Geçen hafta Adalet Komisyonunda görevli sayın milletvekillerimize, bilişim suçları üzerine yoğun çalışan bir avukat olarak taleplerimizi ve önerilerimizi ilettik. Taleplerimizi şu başlıklar altında özetledik;
- Bilişim sistemleri suretiyle işlenen dolandırıcılık suçlarında uzlaşma ile cezanın ertelenmesi müessesenin getirilmesi
- Dolandırıcılık suçlarındaki etkin pişmanlık hükümlerinin tekrar düzenlenmesi
Bu taleplerimizin gerekçelerine değinecek olursak ise;
Bilişim sistemleri üzerinden dolandırıcılık, hırsızlık suçları özellikle son zamanlarda artmış bulunmaktadır. Bazı mahkemelerin sadece bu konular üzerine çalıştığını ve iş yükü altında büyük gayret gösterdiklerini görmekteyiz. Ancak şöyle ki;
Bu kadar gayret ve özveriye rağmen gerçek failler çoğu kez yakalanmamaktadır. Gerçek failler kendilerini gizlemektedirler. Failler, iş bulma vaadiyle hesaplarını ele geçirdikleri kişilerin banka hesapları üzerinden işlemler yapmakta veya gençlere komisyon karşılığında banka hesaplarının legal işlerde kullanılacağını söyleyerek bu kişilerin hesapları üzerinden suçları işlemektedirler. Pratikte tecrübe ettiğim 18-19 yaşında hayat tecrübesi olmayan bu gençler hesaplarını suçta kullanılacağını kesinlikle bilmeden verdiklerini gözlemlemiş durumdayım. Yine asıl failler, banka hesaplarını kullandıkları kişilerin haricinde yabancı uyruklu kişilerin adına GSM hattı çıkartmak suretiyle de mağdurlarla iletişime geçmektedirler. Daha sonra sahte ilan vermek veya buna benzer eylemlerle haksız kazanç etmektedirler.

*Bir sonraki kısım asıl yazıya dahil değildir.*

//! Centralized error types for gounit-ide.
//!
//! This module provides a unified error type (`GenError`) covering every
//! failure a command can hit: unmet editor preconditions, a missing or
//! failing `gounit` executable, and host errors raised while acting on the
//! result.
//!
//! Precondition errors never escape a command. The resolver reports them to
//! the user and the command resolves as skipped. They are still modelled
//! here so the resolver can describe which check failed.
//!
//! # Example
//!
//! ```
//! use gounit_ide::error::{GenError, GenResult};
//!
//! fn check_extension(path: &str) -> GenResult<()> {
//!     if !path.ends_with(".go") {
//!         return Err(GenError::wrong_file_type(path));
//!     }
//!     Ok(())
//! }
//!
//! let err = check_extension("main.rs").unwrap_err();
//! assert!(err.is_precondition());
//! ```

use std::fmt;

/// Result type alias using `GenError`.
pub type GenResult<T> = Result<T, GenError>;

/// Centralized error type for gounit-ide.
#[derive(Debug)]
pub enum GenError {
    // ============== Precondition Errors ==============
    /// No editor is active in the host.
    NoEditor,

    /// The active document is not a Go source file.
    WrongFileType {
        /// Path of the offending document.
        path: String,
    },

    /// The active document has unsaved changes.
    UnsavedChanges {
        /// Path of the dirty document.
        path: String,
    },

    // ============== Tool Errors ==============
    /// The generator executable could not be found.
    ToolMissing {
        /// Name of the executable that was looked up.
        tool: String,
    },

    /// The generator ran but failed, or could not be started.
    ToolExecution {
        /// The full command line that was run.
        command: String,
        /// Exit code, if the process ran to completion.
        exit_code: Option<i32>,
        /// Captured standard error.
        stderr: String,
    },

    // ============== Host Errors ==============
    /// The host asked for a command that does not exist.
    UnknownCommand {
        /// The command id that was requested.
        command: String,
    },

    /// The editor host failed to carry out an action.
    Host {
        /// Description of the host failure.
        message: String,
    },

    // ============== Wrapped Errors ==============
    /// Error from anyhow or other sources.
    Other {
        /// The wrapped error message.
        message: String,
        /// The original error, if available.
        source: Option<Box<dyn std::error::Error + Send + Sync>>,
    },
}

// ============== Constructor Methods ==============

impl GenError {
    /// Creates a wrong file type error.
    #[must_use]
    pub fn wrong_file_type(path: impl Into<String>) -> Self {
        Self::WrongFileType { path: path.into() }
    }

    /// Creates an unsaved changes error.
    #[must_use]
    pub fn unsaved_changes(path: impl Into<String>) -> Self {
        Self::UnsavedChanges { path: path.into() }
    }

    /// Creates a tool missing error.
    #[must_use]
    pub fn tool_missing(tool: impl Into<String>) -> Self {
        Self::ToolMissing { tool: tool.into() }
    }

    /// Creates a tool execution error.
    #[must_use]
    pub fn tool_execution(
        command: impl Into<String>,
        exit_code: Option<i32>,
        stderr: impl Into<String>,
    ) -> Self {
        Self::ToolExecution {
            command: command.into(),
            exit_code,
            stderr: stderr.into(),
        }
    }

    /// Creates an unknown command error.
    #[must_use]
    pub fn unknown_command(command: impl Into<String>) -> Self {
        Self::UnknownCommand {
            command: command.into(),
        }
    }

    /// Creates a host error.
    #[must_use]
    pub fn host(message: impl Into<String>) -> Self {
        Self::Host {
            message: message.into(),
        }
    }
}

// ============== Category Methods ==============

impl GenError {
    /// Returns `true` if this error reports an unmet editor precondition.
    ///
    /// These are reported to the user and turned into a no-op by the
    /// resolver; they never propagate out of a command.
    #[must_use]
    pub fn is_precondition(&self) -> bool {
        matches!(
            self,
            Self::NoEditor | Self::WrongFileType { .. } | Self::UnsavedChanges { .. }
        )
    }

    /// Returns `true` if the command should resolve without failing.
    #[must_use]
    pub fn is_non_fatal(&self) -> bool {
        self.is_precondition() || matches!(self, Self::ToolMissing { .. })
    }

    /// Returns the captured standard error for tool execution failures.
    #[must_use]
    pub fn stderr(&self) -> Option<&str> {
        match self {
            Self::ToolExecution { stderr, .. } => Some(stderr),
            _ => None,
        }
    }

    /// Returns the module name where this error originated.
    #[must_use]
    pub fn module(&self) -> &'static str {
        match self {
            Self::NoEditor | Self::WrongFileType { .. } | Self::UnsavedChanges { .. } => {
                "resolver"
            }
            Self::ToolMissing { .. } | Self::ToolExecution { .. } => "runner",
            Self::UnknownCommand { .. } => "commands",
            Self::Host { .. } => "editor",
            Self::Other { .. } => "unknown",
        }
    }
}

// ============== Display Implementation ==============

impl fmt::Display for GenError {
    fn fmt(&self, f: &mut fmt::Formatter<'_>) -> fmt::Result {
        match self {
            Self::NoEditor => write!(f, "resolver: no editor selected"),
            Self::WrongFileType { path } => {
                write!(f, "resolver: '{}' is not a Go file", path)
            }
            Self::UnsavedChanges { path } => {
                write!(f, "resolver: '{}' has unsaved changes", path)
            }
            Self::ToolMissing { tool } => {
                write!(f, "runner: executable '{}' not found", tool)
            }
            Self::ToolExecution {
                command,
                exit_code: Some(code),
                stderr,
            } => {
                write!(
                    f,
                    "runner: command '{}' exited with code {}: {}",
                    command,
                    code,
                    stderr.trim_end()
                )
            }
            Self::ToolExecution {
                command,
                exit_code: None,
                stderr,
            } => {
                write!(f, "runner: command '{}' failed: {}", command, stderr.trim_end())
            }
            Self::UnknownCommand { command } => {
                write!(f, "commands: unknown command '{}'", command)
            }
            Self::Host { message } => write!(f, "editor: {}", message),
            Self::Other { message, .. } => write!(f, "error: {}", message),
        }
    }
}

// ============== Error Implementation ==============

impl std::error::Error for GenError {
    fn source(&self) -> Option<&(dyn std::error::Error + 'static)> {
        match self {
            Self::Other {
                source: Some(src), ..
            } => Some(src.as_ref()),
            _ => None,
        }
    }
}

// ============== Conversion Implementations ==============

impl From<anyhow::Error> for GenError {
    fn from(err: anyhow::Error) -> Self {
        Self::Other {
            message: format!("{:#}", err),
            source: None,
        }
    }
}

impl From<std::io::Error> for GenError {
    fn from(err: std::io::Error) -> Self {
        Self::Other {
            message: err.to_string(),
            source: Some(Box::new(err)),
        }
    }
}

impl From<crate::types::SettingsError> for GenError {
    fn from(err: crate::types::SettingsError) -> Self {
        Self::Other {
            message: err.to_string(),
            source: Some(Box::new(err)),
        }
    }
}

Çok cuzi rakamlarla 300-500 tl ile banka hesabı üzerinden dolandırıcılık yapılan hesap sahipleri kartlarını verdikten 1 hafta içerisinde bloke konulduğunda veya polis tarafından aranarak bilgi verildiğinde ancak gerçek durumu anlayabilmektedirler. Ancak bu 1 haftalık süre içerisinde 30 kişi tarafından hesabı para gönderilmiş olduğu için artık banka hesap sahipleri 5-6 yıl boyunca yargılama süreciyle karşı karşıya kalmakta hakkında çeşitli yakalama kararları çıkmakta, hayata atılamamakta ve sonunda ağır cezalar verilmektedir. Yani aslında ceza yargılama sürecinden başlamaktadır. 30 adet dosya kapsamında her bir suç için 4 yıl hapis ceza verildiğinde 120 hapis cezası verilmektedir. Bu gençler ve kişilere 120 hapis cezası verilirken bir başkasına kartını kullandırmamak gerekir gerekçesiyle ceza verilmektedir. Peki müşteki yani mağdur kişiler hiç tanımadığı kişilere neden bu ödemeleri yapıyor şeklinde düşünceye girilmesi adil mi diye düşünmek gerekiyor. Para gönderen mağdur kişiler de dikkat yükümlülüğünü yerine getirmiş olsa bu sorunların hiç birisi yaşanmayacaktır. Suçta kullanılan banka hesap sahibine bir başkasına hesabını kullandırtmaman gerekiyor diyerek ceza verirken parayı gönderen kişiye “sen dolandırıl” biz arkandayız gibi bir durum oluşmakta ve parayı gönderenin beyanına itibar edilerek yargılama süreci başlamaktadır. Devlet açısından hem maddi ve hem de iş yükü meydana getirmektedir. Tecrübe ettiğimiz dosyalar, bu suçlarda banka hesap sahibi durumunda olan ve ceza verilen %95’i tamamen masum ve ceza almaması gereken kişilerdir.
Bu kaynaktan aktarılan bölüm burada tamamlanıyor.